I have been a harsh critic of the previous administration. Some of my critics have suggested Clinton is gone, leave him alone. The problem is that there are consequences to actions and seeds of plenty or corruption do not necessarily bear fruit in four-year increments.

Cicero said:

A nation can survive its fools, and even the ambitious. But it cannot survive treason from within. An enemy at the gates is less formidable, for he is known and carries his banner openly. But the traitor moves amongst those within the gate freely, his sly whispers rustling through all the alleys, heard in the very halls of government itself.

For the traitor appears not a traitor; he speaks in accents familiar to his victims, and he wears their face and their arguments, he appeals to the baseness that lies deep in the hearts of all men. He rots the soul of a nation, he works secretly and unknown in the night to undermine the pillars of the city, he infects the body politic so that it can no longer resist.
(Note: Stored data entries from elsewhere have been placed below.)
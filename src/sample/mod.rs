//! Spatial subsampling of large point pools.
//!
//! [`FarthestPointSampler`] reduces a pool of candidate points to a smaller,
//! evenly spread subset. [`DistanceSummary`] and [`DistanceBands`] describe how
//! spread out the result is.
//!
//! ## Usage
//!
//! ```rust
//! use geocluster::sample::{pairwise_distances, DistanceSummary, FarthestPointSampler};
//! use geocluster::Point;
//!
//! let pool: Vec<Point> = (0..20)
//!     .map(|i| Point::new(40.0 + i as f64 * 0.001, -74.0))
//!     .collect();
//!
//! let out = FarthestPointSampler::new(3).with_seed(42).sample(&pool).unwrap();
//! assert_eq!(out.len(), 3);
//!
//! let summary = DistanceSummary::from_distances(&pairwise_distances(&out.selected).unwrap());
//! assert!(summary.is_some());
//! ```

mod farthest;
mod stats;

pub use farthest::{FarthestPointSampler, SampleOutcome};
pub use stats::{pairwise_distances, BandCount, DistanceBands, DistanceSummary, DEFAULT_BAND_EDGES};
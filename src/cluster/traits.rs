use crate::error::Result;
use crate::geodesic::Point;

/// Common interface for hard clustering of geographic points (one label per point).
pub trait Clustering {
    /// Cluster the points and return one cluster label per input point.
    fn fit_predict(&self, points: &[Point]) -> Result<Vec<usize>>;

    /// The configured number of clusters (if applicable).
    ///
    /// For algorithms that discover the number of clusters from the data,
    /// this returns 0.
    fn n_clusters(&self) -> usize;
}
A murderer is less to fear.
 
 

"He rots the soul of a nation ..."

Terrorists hijacking airplanes is not an innovative concept. Even I wrote a novel in 1989 ("The Terrorist Killers") that included a terrorist hijacking.

The history of potential Scribean foreshadows of suicidal terrorists hijacking airplanes is long and heavily reported. The Philippines terrorist cell provided the blueprint for 9-11 in 1995. Who was president in 1995?

Philippine officials claim they warned the FBI in 1995 of what was described as "a terrorist plot to hijack commercial planes and slam them into the Pentagon, the CIA headquarters and other buildings." So who did what, and when?

The Wall Street Journal noted that when Matt Drudge posted a December 1998 report from Time magazine about bin Laden cooking up his "boldest move yet -- a strike on Washington or possibly New York City," Democrats called what they viewed as a Drudge effort to "pin this all on Clinton" ... pitiful.

Gosh-oh-gee-golly: The usual suspects, Daschle-Gephardt-Hillary et al are now attempting to damn the current administration for a similar inability to crystallize omniscience. Can you say "hypocrisy"?

For what it is worth, I do happen to believe that the epic tragedy of 9-11 was, in part, a function of intelligence failures. However, the intelligence failures were themselves a product of a systemic cancer that had been introduced into the collective by eight years of the previous administration.

In November of 2000, I interviewed Notra Trulock, who had been the director of intelligence at the Department of Energy. I asked him if the intelligence problems were "institutional within the Department Of Energy, or is it more a function of the bad leadership the administration keeps throwing in there?"

Notra said at the time, "I think there are endemic, systemic problems in the Department Of Energy that were certainly there before the Clintons came into office. The Clintons and Hazel and her successors certainly exacerbated those problems -- probably to a point where, in my judgment, they can't be fixed."

The conventional wisdom from a whole bunch of people, who don't want to be identified by name, is that the problem was not unique to DOE, but that the "endemic, systemic problems" were pervasive in the entire government intelligence community. And those problems were precipitated and exacerbated by the Clinton administration.

Sept. 11 occurred, as several Bush administrations "fixes" were still works-in-progress. Don Rumsfeld was working on his military reorganization plan that would (and hopefully will) fix the U.S. tendency of "preparing to fight the last war." The new CIA covert action plan was "almost ready to be presented to Bush" when the stuff hit the fan on 9-11.

We now need our government to devote time and effort to fix what is wrong quickly. Then, they can engage in whatever petty partisan blamesmanship they choose.